The core of our app is the GameState struct located in models/player.go. It holds the runtime context for the entire application:

  • Player Details: The currently authenticated user profile and lifetime stats.
  • Match Stats: Round history and Wins/Losses for the active session.
  • Screen Router: A simple string tracking active views (e.g., "welcome", "login", "game", "admin").
  • TUI Cursor: Tracks highlighted menu indexes and active form input states.
  • Admin Buffer: A loaded list of registered player profiles loaded dynamically from our local JSON store.

3. UI/UX Styling & Rendering

We use Lipgloss for full CSS-in-terminal formatting inside ui/styles.go:

  • Cyber-Neon Color Palette: A carefully curated HSL layout featuring Cyber Lavender, Neon Indigo, Emerald Jade, Sunset Rose, and Cyber Amber.
  • Elastic Centering: The View() method actively listens to terminal dimension signals (TermWidth, TermHeight) and dynamically places the primary application container panel dead center in the screen using lipgloss.Place.
  • Dynamic Card Layout: Interactive game selection cards feature custom, single-character key indicator boxes (e.g., [ 1 / R ]).

4. Key Subsystems

Thread-Safe Persistence

Located in models/storage.go, this subsystem saves and loads registered profiles to data/players.json.

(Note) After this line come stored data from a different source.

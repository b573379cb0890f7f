use std::sync::Arc;
use std::time::Duration;

use crate::api::{
    AddressArgs, AddressReply, AddressesReply, FormattedTx, GetTxArgs, SpendHeader, TxIdArgs,
    TxIdReply, UserPass,
};
use crate::error::CoreError;
use crate::formatting::{decode_hex, encode_hex, Encoding};
use crate::ids::{Id, Status};
use crate::json::{JsonU32, JsonU64};
use crate::rpc::{EndpointRequester, EndpointRequesterExt, HttpEndpointRequester};

use super::types::{
    AssetDescription, AssetIdArgs, AssetIdReply, Balance, BalanceReply, CreateAssetArgs,
    CreateNftAssetArgs, ExportArgs, ExportAvaxArgs, ExportKeyArgs, ExportKeyReply,
    GetAllBalancesReply, GetBalanceArgs, GetTxStatusReply, GetUtxosArgs, GetUtxosReply, Holder,
    ImportArgs, ImportKeyArgs, Index, MintArgs, MintNftArgs, Owners, SendArgs, SendMultipleArgs,
    SendNftArgs, SendOutput,
};

pub const AVM_NAMESPACE: &str = "avm";

/// Endpoint path of the chain with id or alias `chain`.
pub fn chain_path(chain: &str) -> String {
    format!("/ext/bc/{chain}")
}

/// Client for one asset VM chain (namespace `avm`).
///
/// Spending calls sign with keys held in the node's keystore, so they carry
/// the keystore user's credentials in a [`SpendHeader`].
pub struct AvmClient {
    requester: Arc<dyn EndpointRequester>,
}

impl AvmClient {
    /// Connect to chain `chain` (id or alias such as `X`) on the node at `uri`.
    pub fn new(uri: &str, chain: &str, request_timeout: Duration) -> Result<Self, CoreError> {
        let requester =
            HttpEndpointRequester::new(uri, &chain_path(chain), AVM_NAMESPACE, request_timeout)?;
        Ok(Self::with_requester(Arc::new(requester)))
    }

    pub fn with_requester(requester: Arc<dyn EndpointRequester>) -> Self {
        Self { requester }
    }

    async fn send_for_tx_id<P>(&self, method: &str, params: &P) -> Result<Id, CoreError>
    where
        P: serde::Serialize + Sync,
    {
        let reply: TxIdReply = self.requester.send_request(method, params).await?;
        Ok(reply.tx_id)
    }

    async fn send_for_asset_id<P>(&self, method: &str, params: &P) -> Result<Id, CoreError>
    where
        P: serde::Serialize + Sync,
    {
        let reply: AssetIdReply = self.requester.send_request(method, params).await?;
        Ok(reply.asset_id)
    }

    // ==========================================================================
    // Transactions
    // ==========================================================================

    /// Submit signed transaction bytes and return the transaction id.
    pub async fn issue_tx(&self, tx_bytes: &[u8]) -> Result<Id, CoreError> {
        let args = FormattedTx {
            tx: encode_hex(tx_bytes),
            encoding: Encoding::Hex,
        };
        self.send_for_tx_id("issueTx", &args).await
    }

    pub async fn get_tx_status(&self, tx_id: Id) -> Result<Status, CoreError> {
        let reply: GetTxStatusReply = self
            .requester
            .send_request("getTxStatus", &TxIdArgs { tx_id })
            .await?;
        Ok(reply.status)
    }

    /// Fetch the raw bytes of transaction `tx_id`.
    pub async fn get_tx(&self, tx_id: Id) -> Result<Vec<u8>, CoreError> {
        let args = GetTxArgs {
            tx_id,
            encoding: Encoding::Hex,
        };
        let reply: FormattedTx = self.requester.send_request("getTx", &args).await?;
        decode_hex(&reply.tx)
    }

    /// Fetch up to `limit` UTXOs referencing `addrs`, starting after the
    /// given cursor. Returns the raw UTXO bytes and the cursor to resume from.
    pub async fn get_utxos(
        &self,
        addrs: &[String],
        limit: u32,
        start_address: &str,
        start_utxo_id: &str,
    ) -> Result<(Vec<Vec<u8>>, Index), CoreError> {
        let args = GetUtxosArgs {
            addresses: addrs.to_vec(),
            limit: JsonU32(limit),
            start_index: Index {
                address: start_address.to_owned(),
                utxo: start_utxo_id.to_owned(),
            },
            encoding: Encoding::Hex,
        };
        let reply: GetUtxosReply = self.requester.send_request("getUTXOs", &args).await?;
        let utxos = reply
            .utxos
            .iter()
            .map(String::as_str)
            .map(decode_hex)
            .collect::<Result<Vec<_>, _>>()?;
        Ok((utxos, reply.end_index))
    }

    // ==========================================================================
    // Assets and Balances
    // ==========================================================================

    pub async fn get_asset_description(
        &self,
        asset_id: &str,
    ) -> Result<AssetDescription, CoreError> {
        Ok(self
            .requester
            .send_request("getAssetDescription", &AssetIdArgs { asset_id })
            .await?)
    }

    pub async fn get_balance(
        &self,
        addr: &str,
        asset_id: &str,
    ) -> Result<BalanceReply, CoreError> {
        let args = GetBalanceArgs {
            address: addr,
            asset_id,
        };
        Ok(self.requester.send_request("getBalance", &args).await?)
    }

    pub async fn get_all_balances(&self, addr: &str) -> Result<Vec<Balance>, CoreError> {
        let args = AddressArgs {
            address: addr.to_owned(),
        };
        let reply: GetAllBalancesReply =
            self.requester.send_request("getAllBalances", &args).await?;
        Ok(reply.balances)
    }

    /// Create an asset whose entire supply is minted to `holders` at creation.
    pub async fn create_fixed_cap_asset(
        &self,
        header: SpendHeader,
        name: &str,
        symbol: &str,
        denomination: u8,
        holders: Vec<Holder>,
    ) -> Result<Id, CoreError> {
        let args = CreateAssetArgs {
            header,
            name: name.to_owned(),
            symbol: symbol.to_owned(),
            denomination,
            initial_holders: holders,
            minter_sets: Vec::new(),
        };
        self.send_for_asset_id("createFixedCapAsset", &args).await
    }

    /// Create an asset that the given minter sets may mint later.
    pub async fn create_variable_cap_asset(
        &self,
        header: SpendHeader,
        name: &str,
        symbol: &str,
        denomination: u8,
        minters: Vec<Owners>,
    ) -> Result<Id, CoreError> {
        let args = CreateAssetArgs {
            header,
            name: name.to_owned(),
            symbol: symbol.to_owned(),
            denomination,
            initial_holders: Vec::new(),
            minter_sets: minters,
        };
        self.send_for_asset_id("createVariableCapAsset", &args).await
    }

    pub async fn create_nft_asset(
        &self,
        header: SpendHeader,
        name: &str,
        symbol: &str,
        minters: Vec<Owners>,
    ) -> Result<Id, CoreError> {
        let args = CreateNftAssetArgs {
            header,
            name: name.to_owned(),
            symbol: symbol.to_owned(),
            minter_sets: minters,
        };
        self.send_for_asset_id("createNFTAsset", &args).await
    }

    // ==========================================================================
    // Keystore
    // ==========================================================================

    pub async fn create_address(&self, user: &UserPass) -> Result<String, CoreError> {
        let reply: AddressReply = self.requester.send_request("createAddress", user).await?;
        Ok(reply.address)
    }

    pub async fn list_addresses(&self, user: &UserPass) -> Result<Vec<String>, CoreError> {
        let reply: AddressesReply = self.requester.send_request("listAddresses", user).await?;
        Ok(reply.addresses)
    }

    pub async fn export_key(&self, user: UserPass, addr: &str) -> Result<String, CoreError> {
        let args = ExportKeyArgs {
            user,
            address: addr.to_owned(),
        };
        let reply: ExportKeyReply = self.requester.send_request("exportKey", &args).await?;
        Ok(reply.private_key)
    }

    /// Import a private key into the keystore user; returns its address.
    pub async fn import_key(
        &self,
        user: UserPass,
        private_key: &str,
    ) -> Result<String, CoreError> {
        let args = ImportKeyArgs {
            user,
            private_key: private_key.to_owned(),
        };
        let reply: AddressReply = self.requester.send_request("importKey", &args).await?;
        Ok(reply.address)
    }

    // ==========================================================================
    // Spending
    // ==========================================================================

    pub async fn send(
        &self,
        header: SpendHeader,
        amount: u64,
        asset_id: &str,
        to: &str,
    ) -> Result<Id, CoreError> {
        let args = SendArgs {
            header,
            output: SendOutput {
                amount: JsonU64(amount),
                asset_id: asset_id.to_owned(),
                to: to.to_owned(),
            },
        };
        self.send_for_tx_id("send", &args).await
    }

    /// Send several outputs in one transaction. Uses the `send` method with
    /// an `outputs` list, which the node accepts in place of a single output.
    pub async fn send_multiple(
        &self,
        header: SpendHeader,
        outputs: Vec<SendOutput>,
    ) -> Result<Id, CoreError> {
        let args = SendMultipleArgs { header, outputs };
        self.send_for_tx_id("send", &args).await
    }

    pub async fn mint(
        &self,
        header: SpendHeader,
        amount: u64,
        asset_id: &str,
        to: &str,
    ) -> Result<Id, CoreError> {
        let args = MintArgs {
            header,
            amount: JsonU64(amount),
            asset_id: asset_id.to_owned(),
            to: to.to_owned(),
        };
        self.send_for_tx_id("mint", &args).await
    }

    pub async fn send_nft(
        &self,
        header: SpendHeader,
        asset_id: &str,
        group_id: u32,
        to: &str,
    ) -> Result<Id, CoreError> {
        let args = SendNftArgs {
            header,
            asset_id: asset_id.to_owned(),
            group_id: JsonU32(group_id),
            to: to.to_owned(),
        };
        self.send_for_tx_id("sendNFT", &args).await
    }

    pub async fn mint_nft(
        &self,
        header: SpendHeader,
        asset_id: &str,
        payload: &[u8],
        to: &str,
    ) -> Result<Id, CoreError> {
        let args = MintNftArgs {
            header,
            asset_id: asset_id.to_owned(),
            payload: encode_hex(payload),
            encoding: Encoding::Hex,
            to: to.to_owned(),
        };
        self.send_for_tx_id("mintNFT", &args).await
    }

    // ==========================================================================
    // Cross-chain
    // ==========================================================================

    /// Import AVAX exported from `source_chain` to address `to`.
    pub async fn import_avax(
        &self,
        user: UserPass,
        to: &str,
        source_chain: &str,
    ) -> Result<Id, CoreError> {
        let args = ImportArgs {
            user,
            to: to.to_owned(),
            source_chain: source_chain.to_owned(),
        };
        self.send_for_tx_id("importAVAX", &args).await
    }

    /// Same call as [`AvmClient::import_avax`].
    pub async fn import(
        &self,
        user: UserPass,
        to: &str,
        source_chain: &str,
    ) -> Result<Id, CoreError> {
        self.import_avax(user, to, source_chain).await
    }

    pub async fn export_avax(
        &self,
        header: SpendHeader,
        amount: u64,
        to: &str,
    ) -> Result<Id, CoreError> {
        let args = ExportAvaxArgs {
            header,
            amount: JsonU64(amount),
            to: to.to_owned(),
        };
        self.send_for_tx_id("exportAVAX", &args).await
    }

    /// Export `amount` of `asset_id` to address `to` on another chain.
    pub async fn export(
        &self,
        header: SpendHeader,
        amount: u64,
        to: &str,
        asset_id: &str,
    ) -> Result<Id, CoreError> {
        let args = ExportArgs {
            base: ExportAvaxArgs {
                header,
                amount: JsonU64(amount),
                to: to.to_owned(),
            },
            asset_id: asset_id.to_owned(),
        };
        self.send_for_tx_id("exportAVAX", &args).await
    }
}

  • Concurrency: We use a package-level sync.RWMutex to guarantee safe parallel reads and writes. This strictly protects the JSON store from data corruption during parallel network updates.
  • Validation: Enforces strict name length bounds and regex character sanitization via models/validation.go.

Predictive AI Engine

The brains of the operation, located in models/ai_engine.go. Originally conceptualized and designed by Michael Adejoro, this engine uses Markov Chain transition frequency matrices.

  • It actively records the sequence of the player's last selections (e.g. Rock → Paper).
  • When it's the AI's turn, it analyzes those transition probabilities to predict your next move, and plays the exact counter-move.
  • It seamlessly falls back to a Cycle-bot or pure Random choice if there isn't enough data yet.

LAN Multiplayer WebSocket Broker

Located in server/lan_server.go, this handles local P2P multiplayer.

  • Host mode: Spins up a local TCP listener and HTTP server on an available port.
  • Client mode: Connects to the host using a Gorilla WebSocket dialer and registers player names.
  • Uses strict JSON WS frames to serialize round states, syncing the game peer-to-peer in real-time.